== EXERCISE DESCRIPTION ==
Keep only the lines of the listing that include the word "detail", and copy them.

== EXTRACTED MATERIAL ==
=======

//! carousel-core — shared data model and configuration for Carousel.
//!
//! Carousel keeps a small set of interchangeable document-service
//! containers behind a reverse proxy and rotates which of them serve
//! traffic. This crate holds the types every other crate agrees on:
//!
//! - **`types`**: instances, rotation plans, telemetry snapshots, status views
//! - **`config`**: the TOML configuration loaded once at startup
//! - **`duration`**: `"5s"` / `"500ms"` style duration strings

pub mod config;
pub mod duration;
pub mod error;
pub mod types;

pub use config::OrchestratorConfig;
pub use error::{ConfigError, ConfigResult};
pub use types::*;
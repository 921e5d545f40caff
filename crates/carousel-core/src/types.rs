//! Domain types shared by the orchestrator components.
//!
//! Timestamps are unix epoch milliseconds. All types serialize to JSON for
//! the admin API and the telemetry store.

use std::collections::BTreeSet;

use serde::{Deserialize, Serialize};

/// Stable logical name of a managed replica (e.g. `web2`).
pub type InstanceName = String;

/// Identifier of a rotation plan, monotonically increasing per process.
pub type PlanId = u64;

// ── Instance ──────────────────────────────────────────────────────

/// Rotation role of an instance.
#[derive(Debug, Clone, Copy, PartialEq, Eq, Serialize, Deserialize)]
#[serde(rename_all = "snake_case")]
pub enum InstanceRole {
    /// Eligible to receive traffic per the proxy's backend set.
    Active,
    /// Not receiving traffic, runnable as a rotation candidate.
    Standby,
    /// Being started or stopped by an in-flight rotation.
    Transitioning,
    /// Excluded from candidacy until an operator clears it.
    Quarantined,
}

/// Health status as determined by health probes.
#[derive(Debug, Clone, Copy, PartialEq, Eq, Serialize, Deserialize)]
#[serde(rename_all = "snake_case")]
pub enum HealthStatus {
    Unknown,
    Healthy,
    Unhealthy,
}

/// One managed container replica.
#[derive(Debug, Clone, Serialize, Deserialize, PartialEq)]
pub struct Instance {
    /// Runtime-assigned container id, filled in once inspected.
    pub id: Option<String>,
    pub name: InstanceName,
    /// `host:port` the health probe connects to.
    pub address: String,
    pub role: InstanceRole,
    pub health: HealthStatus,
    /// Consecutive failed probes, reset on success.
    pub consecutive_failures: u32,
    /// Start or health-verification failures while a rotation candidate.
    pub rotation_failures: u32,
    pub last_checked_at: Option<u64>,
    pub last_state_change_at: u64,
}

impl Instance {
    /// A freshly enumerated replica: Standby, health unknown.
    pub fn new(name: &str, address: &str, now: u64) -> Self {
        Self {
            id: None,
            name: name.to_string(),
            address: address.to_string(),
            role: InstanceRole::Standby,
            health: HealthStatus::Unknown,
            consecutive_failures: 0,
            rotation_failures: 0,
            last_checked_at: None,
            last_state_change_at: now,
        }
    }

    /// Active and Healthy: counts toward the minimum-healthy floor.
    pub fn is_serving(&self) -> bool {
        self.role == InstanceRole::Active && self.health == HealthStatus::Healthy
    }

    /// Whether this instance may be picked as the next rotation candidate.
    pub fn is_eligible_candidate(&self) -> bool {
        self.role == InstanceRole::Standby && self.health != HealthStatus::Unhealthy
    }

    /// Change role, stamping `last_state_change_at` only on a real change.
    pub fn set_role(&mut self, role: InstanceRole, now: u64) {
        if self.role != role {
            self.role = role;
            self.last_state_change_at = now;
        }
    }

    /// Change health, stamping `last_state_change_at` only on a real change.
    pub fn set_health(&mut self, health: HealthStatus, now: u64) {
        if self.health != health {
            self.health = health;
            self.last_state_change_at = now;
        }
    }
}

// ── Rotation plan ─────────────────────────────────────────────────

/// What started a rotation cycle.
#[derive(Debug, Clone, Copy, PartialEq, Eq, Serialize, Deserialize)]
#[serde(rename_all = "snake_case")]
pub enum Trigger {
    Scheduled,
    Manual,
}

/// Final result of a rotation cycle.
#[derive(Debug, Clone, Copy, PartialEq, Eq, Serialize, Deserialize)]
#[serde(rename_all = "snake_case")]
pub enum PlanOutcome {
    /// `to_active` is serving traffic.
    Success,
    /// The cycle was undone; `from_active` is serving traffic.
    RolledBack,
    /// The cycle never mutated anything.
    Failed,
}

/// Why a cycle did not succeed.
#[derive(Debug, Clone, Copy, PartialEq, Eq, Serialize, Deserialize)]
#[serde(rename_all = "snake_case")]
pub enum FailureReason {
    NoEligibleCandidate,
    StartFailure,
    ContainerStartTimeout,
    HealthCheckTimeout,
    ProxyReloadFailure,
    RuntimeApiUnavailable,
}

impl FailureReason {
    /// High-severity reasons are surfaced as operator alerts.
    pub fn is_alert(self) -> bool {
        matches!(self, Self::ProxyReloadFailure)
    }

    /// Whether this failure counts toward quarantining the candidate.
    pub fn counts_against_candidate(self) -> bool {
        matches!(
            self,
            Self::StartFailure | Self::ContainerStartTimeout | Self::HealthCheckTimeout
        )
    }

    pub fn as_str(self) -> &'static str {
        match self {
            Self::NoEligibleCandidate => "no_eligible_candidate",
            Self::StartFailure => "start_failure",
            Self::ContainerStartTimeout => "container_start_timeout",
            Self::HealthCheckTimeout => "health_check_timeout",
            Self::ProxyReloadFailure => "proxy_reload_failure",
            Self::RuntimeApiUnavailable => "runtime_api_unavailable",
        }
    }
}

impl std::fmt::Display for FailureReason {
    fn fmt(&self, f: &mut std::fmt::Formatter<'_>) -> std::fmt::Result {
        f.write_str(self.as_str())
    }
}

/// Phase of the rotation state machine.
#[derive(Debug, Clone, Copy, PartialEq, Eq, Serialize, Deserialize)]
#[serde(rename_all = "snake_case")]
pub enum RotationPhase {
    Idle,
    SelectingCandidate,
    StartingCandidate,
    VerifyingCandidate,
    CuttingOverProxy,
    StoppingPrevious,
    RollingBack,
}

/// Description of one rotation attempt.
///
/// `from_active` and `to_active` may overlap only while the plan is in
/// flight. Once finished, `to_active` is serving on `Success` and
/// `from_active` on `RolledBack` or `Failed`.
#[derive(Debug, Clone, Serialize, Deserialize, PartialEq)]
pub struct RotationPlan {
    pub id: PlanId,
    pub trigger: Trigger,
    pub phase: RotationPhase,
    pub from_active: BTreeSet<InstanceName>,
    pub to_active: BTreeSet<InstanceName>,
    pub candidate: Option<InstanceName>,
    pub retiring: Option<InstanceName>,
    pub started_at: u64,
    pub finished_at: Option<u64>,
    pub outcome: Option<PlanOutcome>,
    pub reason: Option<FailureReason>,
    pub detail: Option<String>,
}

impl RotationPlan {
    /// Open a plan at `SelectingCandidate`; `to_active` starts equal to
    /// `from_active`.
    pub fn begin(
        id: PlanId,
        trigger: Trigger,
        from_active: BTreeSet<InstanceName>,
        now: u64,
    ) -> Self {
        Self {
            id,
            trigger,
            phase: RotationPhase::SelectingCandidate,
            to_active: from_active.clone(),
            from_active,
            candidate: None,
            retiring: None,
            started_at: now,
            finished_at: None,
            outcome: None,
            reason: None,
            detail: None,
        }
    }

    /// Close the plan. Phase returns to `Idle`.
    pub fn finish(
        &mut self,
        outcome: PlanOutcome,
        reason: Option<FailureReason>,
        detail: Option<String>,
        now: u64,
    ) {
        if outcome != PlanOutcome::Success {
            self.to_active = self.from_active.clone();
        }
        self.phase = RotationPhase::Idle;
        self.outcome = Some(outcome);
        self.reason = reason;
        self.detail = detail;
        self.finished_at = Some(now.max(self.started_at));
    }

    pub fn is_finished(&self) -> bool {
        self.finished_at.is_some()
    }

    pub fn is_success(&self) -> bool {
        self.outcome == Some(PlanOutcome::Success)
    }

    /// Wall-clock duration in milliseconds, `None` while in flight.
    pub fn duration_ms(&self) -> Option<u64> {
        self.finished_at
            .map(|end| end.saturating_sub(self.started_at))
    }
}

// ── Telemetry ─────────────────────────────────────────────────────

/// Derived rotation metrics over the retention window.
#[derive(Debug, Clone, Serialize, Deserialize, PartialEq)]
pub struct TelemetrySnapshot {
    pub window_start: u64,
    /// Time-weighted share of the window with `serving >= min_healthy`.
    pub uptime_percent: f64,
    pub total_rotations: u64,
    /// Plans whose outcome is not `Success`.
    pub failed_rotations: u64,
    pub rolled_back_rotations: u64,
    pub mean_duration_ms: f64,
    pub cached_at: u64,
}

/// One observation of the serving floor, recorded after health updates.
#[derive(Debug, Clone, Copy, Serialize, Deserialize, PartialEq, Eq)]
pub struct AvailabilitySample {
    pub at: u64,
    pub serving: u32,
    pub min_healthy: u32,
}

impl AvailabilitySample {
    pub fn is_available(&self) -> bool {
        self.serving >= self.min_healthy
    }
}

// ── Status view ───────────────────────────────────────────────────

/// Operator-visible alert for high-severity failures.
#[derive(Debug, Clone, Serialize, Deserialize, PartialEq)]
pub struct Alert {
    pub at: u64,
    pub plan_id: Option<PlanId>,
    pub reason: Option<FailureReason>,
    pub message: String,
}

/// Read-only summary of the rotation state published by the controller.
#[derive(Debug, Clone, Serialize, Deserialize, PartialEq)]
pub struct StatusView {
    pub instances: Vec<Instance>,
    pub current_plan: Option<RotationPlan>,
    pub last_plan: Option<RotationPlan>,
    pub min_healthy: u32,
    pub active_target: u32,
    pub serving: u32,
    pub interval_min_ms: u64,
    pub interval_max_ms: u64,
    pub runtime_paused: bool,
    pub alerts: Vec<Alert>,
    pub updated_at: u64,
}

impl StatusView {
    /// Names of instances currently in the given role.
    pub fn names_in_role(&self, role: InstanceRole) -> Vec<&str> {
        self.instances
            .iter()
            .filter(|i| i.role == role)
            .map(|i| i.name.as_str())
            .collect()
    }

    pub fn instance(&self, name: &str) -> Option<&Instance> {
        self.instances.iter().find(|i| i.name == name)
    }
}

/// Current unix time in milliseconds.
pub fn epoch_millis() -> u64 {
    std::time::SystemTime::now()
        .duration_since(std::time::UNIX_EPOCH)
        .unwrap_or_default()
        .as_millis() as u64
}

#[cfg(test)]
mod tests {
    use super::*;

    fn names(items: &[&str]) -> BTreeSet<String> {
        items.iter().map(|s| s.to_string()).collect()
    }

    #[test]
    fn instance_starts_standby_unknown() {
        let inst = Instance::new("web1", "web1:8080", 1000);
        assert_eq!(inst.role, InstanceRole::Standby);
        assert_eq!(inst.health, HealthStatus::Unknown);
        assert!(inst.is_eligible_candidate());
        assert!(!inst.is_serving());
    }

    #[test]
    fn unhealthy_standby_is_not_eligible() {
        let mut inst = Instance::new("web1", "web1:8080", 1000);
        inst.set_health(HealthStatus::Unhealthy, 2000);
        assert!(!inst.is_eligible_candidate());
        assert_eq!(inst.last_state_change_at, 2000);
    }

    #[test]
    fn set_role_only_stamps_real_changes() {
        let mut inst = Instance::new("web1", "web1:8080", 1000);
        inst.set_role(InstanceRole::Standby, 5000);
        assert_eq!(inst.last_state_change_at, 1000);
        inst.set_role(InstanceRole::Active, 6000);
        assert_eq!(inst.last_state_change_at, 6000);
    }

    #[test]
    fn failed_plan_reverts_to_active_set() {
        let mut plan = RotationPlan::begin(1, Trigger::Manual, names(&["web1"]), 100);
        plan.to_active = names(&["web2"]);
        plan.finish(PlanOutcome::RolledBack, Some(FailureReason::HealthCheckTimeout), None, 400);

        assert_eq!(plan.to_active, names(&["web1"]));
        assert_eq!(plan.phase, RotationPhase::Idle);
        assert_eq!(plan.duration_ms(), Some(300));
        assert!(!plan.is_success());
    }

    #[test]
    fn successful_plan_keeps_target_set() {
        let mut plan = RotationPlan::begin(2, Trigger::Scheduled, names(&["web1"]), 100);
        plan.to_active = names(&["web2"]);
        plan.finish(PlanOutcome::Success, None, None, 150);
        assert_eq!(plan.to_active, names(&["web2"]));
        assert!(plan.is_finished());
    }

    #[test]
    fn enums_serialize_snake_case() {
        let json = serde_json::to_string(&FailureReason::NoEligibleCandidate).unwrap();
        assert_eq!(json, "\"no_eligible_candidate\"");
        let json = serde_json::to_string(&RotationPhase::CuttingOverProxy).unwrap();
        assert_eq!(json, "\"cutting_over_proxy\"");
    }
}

=======

== RESULT FOR THIS TASK ==
    pub detail: Option<String>,
            detail: None,
        detail: Option<String>,
        self.detail = detail;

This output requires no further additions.